Progressivement des institutions et services anglophones et protestants sont mis en place : églises, écoles et hôpitaux. Le sellier loyaliste Abraham Pastorius, un quaker d’origine allemande de Germantown aux environs de Philadelphie, s’implique dans divers comités de la Congrégation anglophone protestante. Alors que les Britanniques occupent une place grandissante dans la propriété foncière et le commerce, on trouve aussi parmi eux plusieurs Loyalistes. Après un séjour en Virginie, James Dunlop devient l’un des plus riches marchands montréalais, notamment en important et exportant diverses marchandises à partir de son entrepôt donnant sur la rue Saint-Paul en 1785. Pour sa part, Abraham Cornelius Cuyler, ancien maire d’Albany (en 1770), qui s’est établi avec sa famille à Montréal en 1782, joue un rôle important comme fonctionnaire en devenant inspecteur des réfugiés loyalistes de la région de Québec. Notamment sur les plans linguistique, confessionnel, mais aussi social et politique, les Loyalistes ont ainsi contribué à transformer la métropole québécoise.

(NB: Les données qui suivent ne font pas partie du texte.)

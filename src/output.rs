//! Output formatting for query results.
//!
//! Supports plain text for terminals, JSON for scripting, and a debug dump
//! through the log.

use anyhow::Result;
use tracing::debug;

use crate::query::{FareSummary, ProductShare, Query, QueryOutput, StatusShare};

pub const INVALID_CHOICE: &str = "Invalid Choice!";
pub const NO_DATA: &str = "No data available";

/// Logs a query result using Rust's debug pretty-print format.
pub fn print_pretty(output: &QueryOutput) {
    debug!("{:#?}", output);
}

/// Serializes a query result as pretty-printed JSON.
pub fn render_json(output: &QueryOutput) -> Result<String> {
    Ok(serde_json::to_string_pretty(output)?)
}

/// Renders a query result as human-readable text. Fare lines are labeled
/// with `currency`.
pub fn render_text(output: &QueryOutput, currency: &str) -> String {
    match output {
        QueryOutput::TotalTrips { total } => format!("Total trips: {total}"),
        QueryOutput::TripsBreakdown { total, statuses } => {
            format!("Total trips: {total}\n{}", status_table(statuses))
        }
        QueryOutput::ProductBreakdown { products } => product_table(products),
        QueryOutput::FareAndDistance(summary) => fare_lines(summary, currency),
        QueryOutput::LeadTime { avg_lead_time } => {
            format!("Avg. lead time before requesting a trip: {avg_lead_time:.1} minutes")
        }
        QueryOutput::Placeholder { text } => text.clone(),
        QueryOutput::NoData => NO_DATA.to_string(),
        QueryOutput::InvalidChoice => INVALID_CHOICE.to_string(),
    }
}

/// The selectable menu, one `code) label` line per query.
pub fn render_menu() -> String {
    Query::ALL
        .iter()
        .map(|q| format!("{}) {}", q.code(), q.label()))
        .collect::<Vec<_>>()
        .join("\n")
}

fn status_table(statuses: &[StatusShare]) -> String {
    let width = statuses.iter().map(|s| s.status.len()).max().unwrap_or(0);
    statuses
        .iter()
        .map(|share| format!("{:<width$}  {:>5.1}", share.status, share.pct))
        .collect::<Vec<_>>()
        .join("\n")
}

fn product_table(products: &[ProductShare]) -> String {
    let width = products
        .iter()
        .map(|p| p.product_type.len())
        .max()
        .unwrap_or(0)
        .max("Product Type".len());

    let header = format!("{:<width$}  {:>11}  {:>5}", "Product Type", "Total Rides", "%");
    std::iter::once(header)
        .chain(products.iter().map(|share| {
            format!(
                "{:<width$}  {:>11}  {:>5.1}",
                share.product_type, share.total_rides, share.pct
            )
        }))
        .collect::<Vec<_>>()
        .join("\n")
}

fn fare_lines(summary: &FareSummary, currency: &str) -> String {
    format!(
        "Avg. fare: {:.1} {currency}\n\
         Avg. distance: {:.1} km\n\
         Avg. fare/km: {:.1} {currency}/km\n\
         Avg. time spent on trips: {:.1} minutes",
        summary.avg_fare, summary.avg_distance_km, summary.fare_per_km, summary.avg_trip_duration,
    )
}
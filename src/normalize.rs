//! Product-type cleanup applied right after loading.

use tracing::{debug, info, warn};

use crate::columns::PRODUCT_TYPE;
use crate::loader::RawTable;

/// Raw product spellings and the canonical name each one collapses into.
static PRODUCT_MAPPING: &[(&str, &str)] = &[
    ("UberX", "UberX"),
    ("uberX", "UberX"),
    ("uberX VIP", "UberX"),
    ("VIP", "UberX"),
    ("uberx", "UberX"),
    ("POOL", "Pool"),
    ("POOL: MATCHED", "Pool"),
    ("uberPOOL", "Pool"),
    ("uberPOOL: MATCHED", "Pool"),
    ("Pool: MATCHED", "Pool"),
    ("UberBLACK", "Black"),
];

/// Food-delivery orders share the export with rides and are not trips.
pub const EXCLUDED_PRODUCT: &str = "UberEATS Marketplace";

/// Returns the canonical product name for `raw`, or `raw` itself when it has
/// no mapping.
pub fn canonical_product(raw: &str) -> &str {
    PRODUCT_MAPPING
        .iter()
        .find(|(from, _)| *from == raw)
        .map(|(_, to)| *to)
        .unwrap_or(raw)
}

/// What [`normalize`] changed.
#[derive(Debug, Default, Clone, Copy, PartialEq, Eq)]
pub struct NormalizeSummary {
    pub remapped: usize,
    pub dropped: usize,
}

/// Rewrites product types to their canonical names and removes marketplace
/// orders. Unknown product types are kept as they are.
pub fn normalize(mut table: RawTable) -> (RawTable, NormalizeSummary) {
    let mut summary = NormalizeSummary::default();

    let Some(col) = table.column(PRODUCT_TYPE) else {
        warn!(column = PRODUCT_TYPE, "Column absent, skipping normalization");
        return (table, summary);
    };

    for row in &mut table.rows {
        let Some(cell) = row.get_mut(col) else {
            continue;
        };
        let canonical = canonical_product(cell);
        if canonical != cell.as_str() {
            *cell = canonical.to_string();
            summary.remapped += 1;
        }
    }

    let before = table.rows.len();
    table
        .rows
        .retain(|row| row.get(col).map(String::as_str) != Some(EXCLUDED_PRODUCT));
    summary.dropped = before - table.rows.len();

    debug!(remapped = summary.remapped, "Product types remapped");
    info!(
        rows = table.rows.len(),
        dropped = summary.dropped,
        "Trip log normalized"
    );

    (table, summary)
}
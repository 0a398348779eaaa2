use async_trait::async_trait;
use reqwest::{Request, Response};

use super::HttpClient;

/// Answers every request with a fixed status and body.
pub(crate) struct StubClient {
    pub status: u16,
    pub body: &'static str,
}

#[async_trait]
impl HttpClient for StubClient {
    async fn execute(&self, _req: Request) -> reqwest::Result<Response> {
        let resp = http::Response::builder()
            .status(self.status)
            .body(self.body)
            .unwrap();
        Ok(resp.into())
    }
}
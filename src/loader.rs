//! Reading the raw trip log into an untyped, column-preserving table.

use std::path::Path;

use tracing::{debug, info};

use crate::error::LoadError;
use crate::fetch::{BasicClient, HttpClient, fetch_bytes};

/// The trip log exactly as it appears on disk: header names plus rows of raw
/// string cells, in file order.
#[derive(Debug, Clone, Default, PartialEq)]
pub struct RawTable {
    pub headers: Vec<String>,
    pub rows: Vec<Vec<String>>,
}

impl RawTable {
    /// Position of the column named `name`, if present.
    pub fn column(&self, name: &str) -> Option<usize> {
        self.headers.iter().position(|h| h == name)
    }

    /// Like [`RawTable::column`] but fails for absent columns.
    pub fn require_column(&self, name: &str) -> Result<usize, LoadError> {
        self.column(name)
            .ok_or_else(|| LoadError::MissingColumn(name.to_string()))
    }

    pub fn len(&self) -> usize {
        self.rows.len()
    }

    pub fn is_empty(&self) -> bool {
        self.rows.is_empty()
    }
}

/// Parses CSV bytes into a [`RawTable`].
///
/// # Errors
///
/// Returns [`LoadError::Empty`] when there is no header row and
/// [`LoadError::Csv`] when a row's width differs from the header's or a cell
/// is not valid UTF-8.
pub fn parse_table(bytes: &[u8]) -> Result<RawTable, LoadError> {
    let mut rdr = csv::ReaderBuilder::new()
        .has_headers(true)
        .from_reader(bytes);

    let headers: Vec<String> = rdr.headers()?.iter().map(str::to_string).collect();
    if headers.is_empty() {
        return Err(LoadError::Empty);
    }

    let mut rows = Vec::new();
    for result in rdr.records() {
        let record = result?;
        rows.push(record.iter().map(str::to_string).collect());
    }

    debug!(columns = headers.len(), rows = rows.len(), "CSV parsed");
    Ok(RawTable { headers, rows })
}

/// Reads a local CSV file into a [`RawTable`].
pub fn load_path(path: impl AsRef<Path>) -> Result<RawTable, LoadError> {
    let bytes = std::fs::read(path.as_ref())?;
    parse_table(&bytes)
}

/// Loads the trip log from a local file path or fetches it over HTTP.
#[tracing::instrument(skip_all, fields(source = %source))]
pub async fn load_source(source: &str) -> Result<RawTable, LoadError> {
    let table = if source.starts_with("http://") || source.starts_with("https://") {
        load_remote(&BasicClient::new(), source).await?
    } else {
        load_path(source)?
    };

    info!(
        columns = table.headers.len(),
        rows = table.len(),
        "Trip log loaded"
    );
    Ok(table)
}

/// Fetches and parses a remote CSV through `client`.
pub async fn load_remote<C: HttpClient>(client: &C, url: &str) -> Result<RawTable, LoadError> {
    let bytes = fetch_bytes(client, url).await?;
    debug!(bytes = bytes.len(), "Trip log bytes received, parsing");
    parse_table(&bytes)
}

#[cfg(test)]
mod tests {
    use super::*;
    use crate::fetch::stub::StubClient;
    use std::env;
    use std::fs;

    fn temp_path(name: &str) -> String {
        format!("{}/{}", env::temp_dir().display(), name)
    }

    #[test]
    fn test_parse_preserves_columns_and_order() {
        let csv = "Product Type,Fare Amount\nUberX,10\nPOOL,4.5\n";
        let table = parse_table(csv.as_bytes()).unwrap();

        assert_eq!(table.headers, vec!["Product Type", "Fare Amount"]);
        assert_eq!(table.len(), 2);
        assert_eq!(table.rows[0], vec!["UberX", "10"]);
        assert_eq!(table.rows[1], vec!["POOL", "4.5"]);
    }

    #[test]
    fn test_parse_keeps_empty_cells() {
        let table = parse_table(b"a,b\n1,\n").unwrap();
        assert_eq!(table.rows[0], vec!["1", ""]);
    }

    #[test]
    fn test_parse_inconsistent_width_fails() {
        let result = parse_table(b"a,b\n1,2,3\n");
        assert!(matches!(result, Err(LoadError::Csv(_))));
    }

    #[test]
    fn test_parse_empty_input_fails() {
        assert!(matches!(parse_table(b""), Err(LoadError::Empty)));
    }

    #[test]
    fn test_column_lookup() {
        let table = parse_table(b"x,y\n").unwrap();
        assert_eq!(table.column("y"), Some(1));
        assert!(table.is_empty());
        assert!(matches!(
            table.require_column("z"),
            Err(LoadError::MissingColumn(ref c)) if c == "z"
        ));
    }

    #[test]
    fn test_load_missing_file() {
        let result = load_path(temp_path("ride_report_does_not_exist.csv"));
        assert!(matches!(result, Err(LoadError::Io(_))));
    }

    #[test]
    fn test_load_path_reads_file() {
        let path = temp_path("ride_report_loader_test.csv");
        fs::write(&path, "Trip or Order Status\nCOMPLETED\n").unwrap();

        let table = load_path(&path).unwrap();
        assert_eq!(table.rows, vec![vec!["COMPLETED".to_string()]]);

        fs::remove_file(&path).unwrap();
    }

    #[tokio::test]
    async fn test_load_remote_parses_body() {
        let client = StubClient {
            status: 200,
            body: "a,b\n1,2\n",
        };
        let table = load_remote(&client, "https://localhost/rides.csv")
            .await
            .unwrap();
        assert_eq!(
            table,
            RawTable {
                headers: vec!["a".to_string(), "b".to_string()],
                rows: vec![vec!["1".to_string(), "2".to_string()]],
            }
        );
    }

    #[tokio::test]
    async fn test_load_remote_error_status() {
        let client = StubClient {
            status: 404,
            body: "",
        };
        let result = load_remote(&client, "https://localhost/rides.csv").await;
        assert!(matches!(
            result,
            Err(LoadError::HttpStatus { status: 404, .. })
        ));
    }
}
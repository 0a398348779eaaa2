pub mod columns;
pub mod config;
pub mod dataset;
pub mod error;
pub mod features;
pub mod fetch;
pub mod loader;
pub mod normalize;
pub mod output;
pub mod query;
pub mod stats;
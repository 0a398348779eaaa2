use std::collections::{BTreeMap, HashMap};

use crate::error::ComputationError;
use crate::features::Trip;
use crate::query::types::{FareSummary, ProductShare, QueryOutput, StatusShare};
use crate::stats::{mean, pct, round_to, sum};

/// Number of completed rides.
pub fn total_trips(completed: &[Trip]) -> Result<QueryOutput, ComputationError> {
    if completed.is_empty() {
        return Err(ComputationError::NoData);
    }
    Ok(QueryOutput::TotalTrips {
        total: completed.len(),
    })
}

/// Row count of the full table and the percentage of each status, most
/// frequent first.
pub fn trips_breakdown(trips: &[Trip]) -> Result<QueryOutput, ComputationError> {
    if trips.is_empty() {
        return Err(ComputationError::NoData);
    }

    let mut counts: HashMap<&str, usize> = HashMap::new();
    for trip in trips {
        *counts.entry(trip.status.as_str()).or_default() += 1;
    }

    let mut statuses: Vec<StatusShare> = counts
        .into_iter()
        .map(|(status, count)| StatusShare {
            status: status.to_string(),
            count,
            pct: round_to(pct(count, trips.len()), 1),
        })
        .collect();
    statuses.sort_by(|a, b| b.count.cmp(&a.count).then_with(|| a.status.cmp(&b.status)));

    Ok(QueryOutput::TripsBreakdown {
        total: trips.len(),
        statuses,
    })
}

/// Rides and share per product type, product types in descending order.
pub fn product_breakdown(completed: &[Trip]) -> Result<QueryOutput, ComputationError> {
    if completed.is_empty() {
        return Err(ComputationError::NoData);
    }

    let mut counts: BTreeMap<&str, usize> = BTreeMap::new();
    for trip in completed {
        *counts.entry(trip.product_type.as_str()).or_default() += 1;
    }

    let products = counts
        .into_iter()
        .rev()
        .map(|(product_type, total_rides)| ProductShare {
            product_type: product_type.to_string(),
            total_rides,
            pct: round_to(pct(total_rides, completed.len()), 1),
        })
        .collect();

    Ok(QueryOutput::ProductBreakdown { products })
}

/// Average fare, distance, fare per kilometer and trip duration.
pub fn fare_and_distance(completed: &[Trip]) -> Result<QueryOutput, ComputationError> {
    let avg_fare = mean(completed.iter().map(|t| t.fare_amount))?;
    let avg_distance_km = mean(completed.iter().map(|t| t.distance_km))?;
    let avg_trip_duration = mean(completed.iter().map(|t| Some(t.trip_duration)))?;

    let total_km = sum(completed.iter().map(|t| t.distance_km));
    if total_km == 0.0 {
        return Err(ComputationError::NoData);
    }
    let fare_per_km = sum(completed.iter().map(|t| t.fare_amount)) / total_km;

    Ok(QueryOutput::FareAndDistance(FareSummary {
        avg_fare: round_to(avg_fare, 1),
        avg_distance_km: round_to(avg_distance_km, 1),
        fare_per_km: round_to(fare_per_km, 1),
        avg_trip_duration: round_to(avg_trip_duration, 1),
    }))
}

/// Average minutes between request and pickup.
pub fn lead_time(completed: &[Trip]) -> Result<QueryOutput, ComputationError> {
    let avg = mean(completed.iter().map(|t| t.request_lead_time))?;
    Ok(QueryOutput::LeadTime {
        avg_lead_time: round_to(avg, 1),
    })
}
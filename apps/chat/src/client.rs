//! # Chat Client
//!
//! Connects to a server, registers a name and shuttles commands between the
//! socket and a front end ([`App`]).
//!
//! ```text
//!   front end ──ClientInput──► run loop ──ClientCommand──► socket
//!   front end ◄─ServerCommand── reader task ◄────────────── socket
//! ```

use crate::app::App;
use crate::error::Result;
use chat_core::{
    ClientCommand, DEFAULT_PORT, MAX_LINE_LENGTH, Message, ServerCommand, decode_server, encode,
};
use futures::stream::{SplitSink, SplitStream};
use futures::{SinkExt, StreamExt};
use tokio::net::TcpStream;
use tokio::sync::mpsc;
use tokio_util::codec::{Framed, LinesCodec, LinesCodecError};
use tracing::{debug, info, warn};

type Transport = Framed<TcpStream, LinesCodec>;
type Sink = SplitSink<Transport, String>;
type Source = SplitStream<Transport>;

/// Client settings, filled from the CLI.
#[derive(Debug, Clone, PartialEq, Eq)]
pub struct ClientConfig {
    /// Server host name or address.
    pub server: String,
    pub port: u16,
    /// Name to register; a random one is generated when absent.
    pub name: Option<String>,
    /// Use the terminal UI instead of plain stdin/stdout.
    pub tui: bool,
}

impl Default for ClientConfig {
    fn default() -> Self {
        Self {
            server: "127.0.0.1".to_string(),
            port: DEFAULT_PORT,
            name: None,
            tui: false,
        }
    }
}

/// What a front end asks the client to do.
#[derive(Debug, Clone, PartialEq, Eq)]
pub enum ClientInput {
    /// Post this text to the room.
    Text(String),
    /// Disconnect and stop.
    Exit,
}

/// Use `name` if it is non-blank, otherwise generate an adjective-noun name.
pub fn new_name(name: Option<String>) -> String {
    match name.map(|n| n.trim().to_string()).filter(|n| !n.is_empty()) {
        Some(name) => name,
        None => names::Generator::default()
            .next()
            .unwrap_or_else(|| "anonymous".to_string()),
    }
}

/// A connected client.
pub struct Client {
    name: String,
    transport: Transport,
}

impl Client {
    /// Open the connection. Nothing is sent until [`Client::run`].
    pub async fn connect(config: &ClientConfig) -> Result<Self> {
        let stream = TcpStream::connect((config.server.as_str(), config.port)).await?;
        info!(peer = %stream.peer_addr()?, "connected");
        Ok(Self {
            name: new_name(config.name.clone()),
            transport: Framed::new(stream, LinesCodec::new_with_max_length(MAX_LINE_LENGTH)),
        })
    }

    /// The name this client registers with.
    pub fn name(&self) -> &str {
        &self.name
    }

    /// Register, start `app` and relay until the user exits or the server
    /// goes away. Returns once the front end has finished.
    pub async fn run<A: App>(self, app: A) -> Result<()> {
        let (mut sink, source) = self.transport.split::<String>();
        let (input_tx, mut input_rx) = mpsc::unbounded_channel();
        let (msg_tx, msg_rx) = mpsc::unbounded_channel();

        let mut reader = tokio::spawn(forward(source, msg_tx));
        let front_end = app.start(input_tx, msg_rx, &self.name)?;

        let result = relay(&mut sink, &mut input_rx, &mut reader, &self.name).await;

        // Dropping the reader closes the front end's message channel.
        reader.abort();
        let _ = sink.close().await;
        front_end.await??;
        result
    }
}

async fn relay(
    sink: &mut Sink,
    input_rx: &mut mpsc::UnboundedReceiver<ClientInput>,
    reader: &mut tokio::task::JoinHandle<()>,
    name: &str,
) -> Result<()> {
    send(sink, &ClientCommand::SetName(name.to_string())).await?;

    loop {
        tokio::select! {
            input = input_rx.recv() => match input {
                Some(ClientInput::Text(text)) => {
                    send(sink, &ClientCommand::SendMessage(Message::Text(text))).await?;
                }
                Some(ClientInput::Exit) | None => {
                    debug!("front end exited");
                    return Ok(());
                }
            },
            _ = &mut *reader => {
                info!("server closed the connection");
                return Ok(());
            }
        }
    }
}

/// Decode server lines and hand them to the front end.
async fn forward(mut source: Source, msg_tx: mpsc::UnboundedSender<ServerCommand>) {
    let mut paused = false;
    loop {
        let frame = match source.next().await {
            Some(frame) => frame,
            // Framing pauses once after a codec error.
            None if paused => {
                paused = false;
                continue;
            }
            None => break,
        };
        match frame {
            Ok(line) => match decode_server(&line) {
                Ok(command) => {
                    if msg_tx.send(command).is_err() {
                        break;
                    }
                }
                Err(e) => warn!(error = %e, %line, "unknown server command"),
            },
            Err(LinesCodecError::MaxLineLengthExceeded) => {
                warn!("server line too long");
                paused = true;
            }
            Err(LinesCodecError::Io(e)) => {
                warn!(error = %e, "connection error");
                break;
            }
        }
    }
}

async fn send(sink: &mut Sink, command: &ClientCommand) -> Result<()> {
    sink.send(encode(command)?).await?;
    Ok(())
}
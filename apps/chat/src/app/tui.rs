use super::{App, ChatView, KeyOutcome, LineKind, Rx, Tx};
use crate::client::ClientInput;
use crate::error::Result;
use chat_core::ServerCommand;
use crossterm::event::{Event, EventStream, KeyEventKind};
use futures::StreamExt;
use ratatui::{
    DefaultTerminal, Frame,
    layout::{Constraint, Direction, Layout},
    style::{Color, Modifier, Style},
    text::{Line, Span},
    widgets::{Block, Borders, List, ListItem, Paragraph, Wrap},
};
use tokio::task::JoinHandle;
use tracing::debug;

/// A full-screen terminal front end.
#[derive(Debug, Default)]
pub struct TuiApp;

impl App for TuiApp {
    fn start(
        self,
        input_tx: Tx<ClientInput>,
        mut msg_rx: Rx<ServerCommand>,
        name: &str,
    ) -> Result<JoinHandle<Result<()>>> {
        let mut terminal = ratatui::try_init()?;
        let mut view = ChatView::new(name);

        Ok(tokio::spawn(async move {
            let result = event_loop(&mut terminal, &mut view, &input_tx, &mut msg_rx).await;
            ratatui::restore();
            result
        }))
    }
}

/// Redraw, then wait for a key press or a server command.
async fn event_loop(
    terminal: &mut DefaultTerminal,
    view: &mut ChatView,
    input_tx: &Tx<ClientInput>,
    msg_rx: &mut Rx<ServerCommand>,
) -> Result<()> {
    let mut events = EventStream::new();

    loop {
        terminal.draw(|frame| render(frame, &*view))?;

        tokio::select! {
            event = events.next() => match event {
                Some(Ok(Event::Key(key))) if key.kind == KeyEventKind::Press => {
                    match view.handle_key(key) {
                        KeyOutcome::None => {}
                        KeyOutcome::Send(text) => {
                            if input_tx.send(ClientInput::Text(text)).is_err() {
                                return Ok(());
                            }
                        }
                        KeyOutcome::Exit => {
                            let _ = input_tx.send(ClientInput::Exit);
                            return Ok(());
                        }
                    }
                }
                // Resizes and the like only need a redraw.
                Some(Ok(_)) => {}
                Some(Err(e)) => return Err(e.into()),
                None => return Ok(()),
            },
            command = msg_rx.recv() => match command {
                Some(command) => view.apply(command),
                None => {
                    debug!("connection closed, leaving the terminal UI");
                    return Ok(());
                }
            },
        }
    }
}

fn style_of(kind: LineKind) -> Style {
    match kind {
        LineKind::User => Style::default(),
        LineKind::Notice => Style::default().add_modifier(Modifier::BOLD),
        LineKind::Error => Style::default()
            .add_modifier(Modifier::BOLD)
            .fg(Color::LightRed),
        LineKind::Local => Style::default().fg(Color::Red),
    }
}

fn render(frame: &mut Frame, view: &ChatView) {
    //  |        rows[0]         |
    //  | body[0]   |   body[1]  |  <- rows[1]
    //  |        rows[2]         |
    let rows = Layout::default()
        .margin(1)
        .direction(Direction::Vertical)
        .constraints([
            Constraint::Max(2),
            Constraint::Percentage(70),
            Constraint::Percentage(20),
        ])
        .split(frame.area());
    let body = Layout::default()
        .direction(Direction::Horizontal)
        .constraints([Constraint::Percentage(80), Constraint::Percentage(20)])
        .split(rows[1]);

    let bold = Style::default().add_modifier(Modifier::BOLD);
    let help = Paragraph::new(Line::from(vec![
        Span::styled(
            view.server_name.as_str(),
            bold.add_modifier(Modifier::ITALIC),
        ),
        Span::raw(" -- Press "),
        Span::styled("ESC", bold),
        Span::raw(" or send "),
        Span::styled(":exit", bold),
        Span::raw(" to exit"),
    ]));
    frame.render_widget(help, rows[0]);

    let visible = rows[1].height.saturating_sub(2) as usize;
    let skip = view.messages.len().saturating_sub(visible);
    let messages: Vec<ListItem> = view
        .messages
        .iter()
        .skip(skip)
        .map(|line| ListItem::new(Span::styled(line.text.as_str(), style_of(line.kind))))
        .collect();
    let messages =
        List::new(messages).block(Block::default().borders(Borders::ALL).title("Messages"));
    frame.render_widget(messages, body[0]);

    let users: Vec<ListItem> = view
        .users
        .iter()
        .map(|user| ListItem::new(user.as_str()))
        .collect();
    let users = List::new(users).block(
        Block::default()
            .borders(Borders::ALL)
            .title(format!("{} Users", view.users.len())),
    );
    frame.render_widget(users, body[1]);

    let input = Paragraph::new(view.input.as_str())
        .style(Style::default().fg(Color::Yellow))
        .wrap(Wrap { trim: true })
        .block(
            Block::default()
                .borders(Borders::ALL)
                .title(view.username.as_str()),
        );
    frame.render_widget(input, rows[2]);

    let inner_width = rows[2].width.saturating_sub(2).max(1);
    let width = view.input_width() as u16;
    frame.set_cursor_position((
        rows[2].x + width % inner_width + 1,
        rows[2].y + width / inner_width + 1,
    ));
}
//! # Chat Library
//!
//! This library exposes the chat server, client and front ends for testing
//! and integration.
//!
//! The main binary uses these modules through the `main.rs` entry point.

pub mod app;
pub mod cli;
pub mod client;
pub mod error;
pub mod server;
pub mod telemetry;

pub use error::{Error, Result};

// Re-export chat_core for convenience
pub use chat_core;
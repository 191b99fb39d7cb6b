use thiserror::Error;
use tokio_util::codec::LinesCodecError;

pub type Result<T> = std::result::Result<T, Error>;

/// Errors surfaced by the server, the client and the front ends.
#[derive(Debug, Error)]
pub enum Error {
    /// Socket, stdin or terminal I/O failed.
    #[error("network error: {0}")]
    Io(#[from] std::io::Error),

    /// The line framing rejected a frame (too long, or the socket failed).
    #[error("codec error: {0}")]
    Codec(#[from] LinesCodecError),

    /// A command could not be encoded or decoded, or referenced an unknown peer.
    #[error("protocol error: {0}")]
    Protocol(#[from] chat_core::Error),

    /// A background task ended abnormally.
    #[error("task error: {0}")]
    Task(#[from] tokio::task::JoinError),

    /// A local channel closed while it was still needed.
    #[error("chat error: {0}")]
    Chat(String),
}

Des terres et des institutions parlementaires

À l’échelle du Québec, les Anglo-Américains réclament des terres hors du système seigneurial et s’ajoutent aux voix exigeant des institutions parlementaires. L’Acte constitutionnel de 1791 leur répond en divisant la province entre le Bas-Canada (Québec) et le Haut-Canada (Ontario), et en accordant une Chambre d’assemblée. De plus, l’ouverture des Cantons de l’Est, permet à des réfugiés politiques loyalistes, mais aussi à une nouvelle et beaucoup plus forte vague de colons américains en quête de terres, de s’établir dans le Bas-Canada entre 1792 et 1812, et même dans les décennies 1820 et 1830. 

Références bibliographiques

LINTEAU, Paul-André. « Les migrants américains et franco-américains au Québec, 1791-1840 : un état de la question », Revue d’histoire de l’Amérique française, vol. 53, no 4, 2000, p. 561-602.

SENIOR, Heraward, et autres. The Loyalists of Quebec 1774-1825. A Forgotten History, Montréal, Price-Patterson, 1989, 500 p.

VIAU, Roland. « Cohabiter avec et contre l’autre : Canadiens et Britanniques à Montréal avant 1800 », dans FOUGÈRES, Dany (dir.) et autres, Histoire de Montréal et de sa région, Québec, Les Presses de l’Université Laval, 2012, p. 223, 231-245.